Flutter for Embedded devices is not ready for production yet. What is needed is the layer below the Flutter SDK to be implemented for the concrete embedded target (probably C/C++ code mapping the same functionality of the Desktop environments). https://github.com/flutter/flutter/wiki/Desktop-shells#tooling.
There are some enthusiasts that have ported Flutter to Raspberry Pi: https://medium.com/flutter/flutter-on-raspberry-pi-mostly-from-scratch-2824c5e7dcb1 so it is all a matter of time.

If you need some native functionality you could write yourself a plugin.

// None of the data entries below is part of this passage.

// src/generator.rs
//! Оркестратор конвейера генерации
//!
//! Слои вызываются в строгом порядке: геология → рельеф → гидрология →
//! растительность → постройки → точечные особенности. Каждый следующий слой
//! получает полностью заполненные сетки предыдущих; отказ любого слоя
//! прерывает конвейер без частичного результата. Повторный вызов с теми же
//! аргументами обязан дать побитово идентичный результат.

use log::{debug, info};
use serde::{Deserialize, Serialize};

use crate::config::{
    Biome, DevelopmentLevel, GenerationParams, HydrologyType, TacticalMapContext,
};
use crate::error::GenerationError;
use crate::features::{FeatureMap, generate_features};
use crate::geology::{GeologyMap, generate_geology};
use crate::hydrology::{HydrologyMap, generate_hydrology};
use crate::seed::MapSeed;
use crate::structures::{StructureMap, generate_structures};
use crate::topography::{TopographyMap, generate_topography};
use crate::vegetation::{VegetationMap, generate_vegetation};

/// Сводная статистика готовой карты
#[derive(Debug, Clone, PartialEq, Serialize, Deserialize)]
pub struct MapStatistics {
    pub min_elevation: f32,
    pub max_elevation: f32,
    pub mean_slope: f32,
    pub spring_count: usize,
    pub stream_tile_count: usize,
    pub water_coverage: f32,
    pub tree_count: usize,
}

/// Мягкое предупреждение пост-валидации; генерацию не прерывает
#[derive(Debug, Clone, PartialEq, Eq, Serialize, Deserialize)]
pub enum GenerationWarning {
    /// Запрошена проточная гидрология, но ни одного тайла ручья не вышло
    StreamsExpectedButAbsent { requested: HydrologyType },
    /// Лесной биом без единого дерева
    ForestWithoutTrees,
    /// Освоенная местность, но площадок под поселения не нашлось
    NoSettlementSites { requested: DevelopmentLevel },
}

/// Неизменяемый итог одного запроса генерации
///
/// Полностью сериализуем: пригоден для хранения по ключу
/// (сид + контекст + настройки) без приватных полей.
#[derive(Debug, Clone, Serialize, Deserialize)]
pub struct TacticalMapGenerationResult {
    pub width: usize,
    pub height: usize,
    pub seed: MapSeed,
    pub context: TacticalMapContext,
    pub params: GenerationParams,
    pub geology: GeologyMap,
    pub topography: TopographyMap,
    pub hydrology: HydrologyMap,
    pub vegetation: VegetationMap,
    pub structures: StructureMap,
    pub features: FeatureMap,
    pub statistics: MapStatistics,
    pub warnings: Vec<GenerationWarning>,
}

/// Запускает весь конвейер генерации
///
/// Валидация размеров и множителей выполняется до первого слоя; значения
/// вне контракта — ошибка вызывающей стороны, без повторных попыток.
pub fn generate(params: &GenerationParams) -> Result<TacticalMapGenerationResult, GenerationError> {
    params.validate()?;
    let seed = params.seed;
    let context = params.resolved_context();
    info!(
        "генерация {}×{}, сид {}, биом {:?}",
        params.width,
        params.height,
        seed.value(),
        context.biome
    );

    let geology = generate_geology(params.width, params.height, &context, seed)?;
    debug!(
        "геология: {:?} + {:?}, контактов {}",
        geology.primary,
        geology.secondary,
        geology.transitions.len()
    );

    let topography = generate_topography(&geology, &context, &params.topography, seed)?;
    debug!(
        "рельеф: {:.1}–{:.1} футов, средний уклон {:.1}°",
        topography.min_elevation(),
        topography.max_elevation(),
        topography.mean_slope()
    );

    let hydrology = generate_hydrology(&geology, &topography, &context, &params.hydrology, seed)?;
    debug!(
        "гидрология: {} тайлов ручьёв, {} родников",
        hydrology.stream_tile_count(),
        hydrology.springs.len()
    );

    let vegetation = generate_vegetation(&topography, &hydrology, &context, &params.vegetation, seed)?;
    debug!("растительность: {} деревьев", vegetation.tree_count);

    let structures = generate_structures(&geology, &topography, &hydrology, &context, seed)?;
    debug!(
        "постройки: {} поселений, {} зданий",
        structures.settlements.len(),
        structures.building_count()
    );

    let features = generate_features(&geology, &topography, &hydrology, &vegetation, seed)?;
    debug!("точечных особенностей: {}", features.points.len());

    let statistics = MapStatistics {
        min_elevation: topography.min_elevation(),
        max_elevation: topography.max_elevation(),
        mean_slope: topography.mean_slope(),
        spring_count: hydrology.springs.len(),
        stream_tile_count: hydrology.stream_tile_count(),
        water_coverage: hydrology.water_coverage(),
        tree_count: vegetation.tree_count,
    };

    let warnings = collect_warnings(&context, &statistics, &structures);
    info!("генерация завершена, предупреждений: {}", warnings.len());

    Ok(TacticalMapGenerationResult {
        width: params.width,
        height: params.height,
        seed,
        context,
        params: params.clone(),
        geology,
        topography,
        hydrology,
        vegetation,
        structures,
        features,
        statistics,
        warnings,
    })
}

fn collect_warnings(
    context: &TacticalMapContext,
    statistics: &MapStatistics,
    structures: &StructureMap,
) -> Vec<GenerationWarning> {
    let mut warnings = Vec::new();
    let flowing = matches!(
        context.hydrology_type,
        HydrologyType::Stream | HydrologyType::River | HydrologyType::Lake | HydrologyType::Wetland
    );
    if flowing && statistics.stream_tile_count == 0 {
        warnings.push(GenerationWarning::StreamsExpectedButAbsent {
            requested: context.hydrology_type,
        });
    }
    if context.biome == Biome::Forest && statistics.tree_count == 0 {
        warnings.push(GenerationWarning::ForestWithoutTrees);
    }
    if context.development_level != DevelopmentLevel::Wilderness && structures.settlements.is_empty()
    {
        warnings.push(GenerationWarning::NoSettlementSites {
            requested: context.development_level,
        });
    }
    warnings
}

#[cfg(test)]
mod tests {
    use super::*;
    use crate::config::{ElevationZone, Season, TopographyConfig};

    fn forest_params(seed: MapSeed) -> GenerationParams {
        GenerationParams {
            seed,
            width: 30,
            height: 30,
            context: Some(TacticalMapContext {
                biome: Biome::Forest,
                elevation_zone: ElevationZone::Foothills,
                hydrology_type: HydrologyType::Stream,
                development_level: DevelopmentLevel::Wilderness,
                season: Season::Summer,
            }),
            topography: TopographyConfig::default(),
            hydrology: crate::config::HydrologyConfig::default(),
            vegetation: crate::config::VegetationConfig::default(),
        }
    }

    #[test]
    fn invalid_dimensions_fail_before_generation() {
        let mut params = forest_params(MapSeed::from_u64(1));
        params.width = 5;
        assert!(matches!(
            generate(&params),
            Err(GenerationError::InvalidDimensions { .. })
        ));
    }

    #[test]
    fn invalid_config_fails_before_generation() {
        let mut params = forest_params(MapSeed::from_u64(1));
        params.topography.ruggedness = 3.0;
        assert!(matches!(
            generate(&params),
            Err(GenerationError::InvalidConfig { .. })
        ));
    }

    #[test]
    fn statistics_are_consistent_with_layers() {
        let result = generate(&forest_params(MapSeed::from_u64(99))).unwrap();
        assert_eq!(result.statistics.tree_count, result.vegetation.tree_count);
        assert_eq!(
            result.statistics.stream_tile_count,
            result.hydrology.stream_tile_count()
        );
        assert!(result.statistics.max_elevation >= result.statistics.min_elevation);
    }

    #[test]
    fn result_round_trips_through_json() {
        let result = generate(&forest_params(MapSeed::from_u64(17))).unwrap();
        let json = serde_json::to_string(&result).unwrap();
        let back: TacticalMapGenerationResult = serde_json::from_str(&json).unwrap();
        assert_eq!(back.statistics, result.statistics);
        assert_eq!(back.topography.elevation, result.topography.elevation);
    }

    #[test]
    fn derived_context_used_when_absent() {
        let mut params = forest_params(MapSeed::from_u64(4));
        params.context = None;
        let a = generate(&params).unwrap();
        let b = generate(&params).unwrap();
        assert_eq!(a.context, b.context);
        assert_eq!(a.context, TacticalMapContext::derive(params.seed));
    }
}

It is currently officially supported for Android and iOS:

https://flutter.dev/docs/development/platform-integration/platform-channels
It is straightforward process - you register a plugin channel ID that will be something like a socket or remote procedural code. Then from Flutter code you execute function X and expect result Y. On the mobile native side when received a method call X you do something and return Y. Thanks to the async/reactive nature of the code, you wouldn’t block the user/workflow of the code.

There is no official UI Builder from the Flutter Team yet, but the Community is strong enough and there are even know some paid, free or open source options - Flutter Studio, Meta Flutter App, Widget Maker. Also, if you search enough, you could find a lot of Flutter UI Clones of popular apps codes and also the source codes of some cool UIs.

There are a lot of options out there to choose from - Flutter, Xamarin, React Native, NativeScript, Ionic, Cordova, many more free and paid platforms. If you are not forced to work with concrete framework - you should pick the one that you prefer, know best so you’ll produce something faster and receive the feedback from the world if your thing is good.

Flutter compared to the others has some similarities and some differences. It has a state centered approach and the UI is re-rendered when the state is changed - similar to React Native. It has fast reload/hot reload similar to all other platforms. It will have the benefit like Xamarin in not so distant future to target more than just the Mobile Platforms. It will be a plugin hell very much like the other Platforms and with the time it may improve thanks to the community.

Also Flutter does not use native widgets - it draws them itself. This has its pros and cons. To be not dependent from others is generally a good thing. No external change will break your thing. But in the same time - you have to develop yourself, test, verify clones of all the native components that the users are used to. And since the Flutter code is compiled to binary - code push - upgrading an app without going through the the markets is not available for the moment, because it is tricky to implement such a feature with native code. The result of Flutter for speed reasons is not interpreted in production mode.

Who uses it? Google, Alibaba and many more. What I've shown you is the work in progress of my app what you eat rewritten in Flutter.

At the end of the day “Open Source” is just a label that attracts developers. Making it Developer centered – because of developers, developers, developers - is a key to succeeding. Look what happen to Huawei. You give others the possibility to use without paying what you have created, but most of these users are technical people. The audience that in the end pays the bills and supports whatever project are the non-technical majority. And since – some part of the developer community fall for the illusionary abstraction of mine/yours/open/, they give time, feedback, contribute to the projects, many times without a pay and that is how to scale up the unscalable - the human power.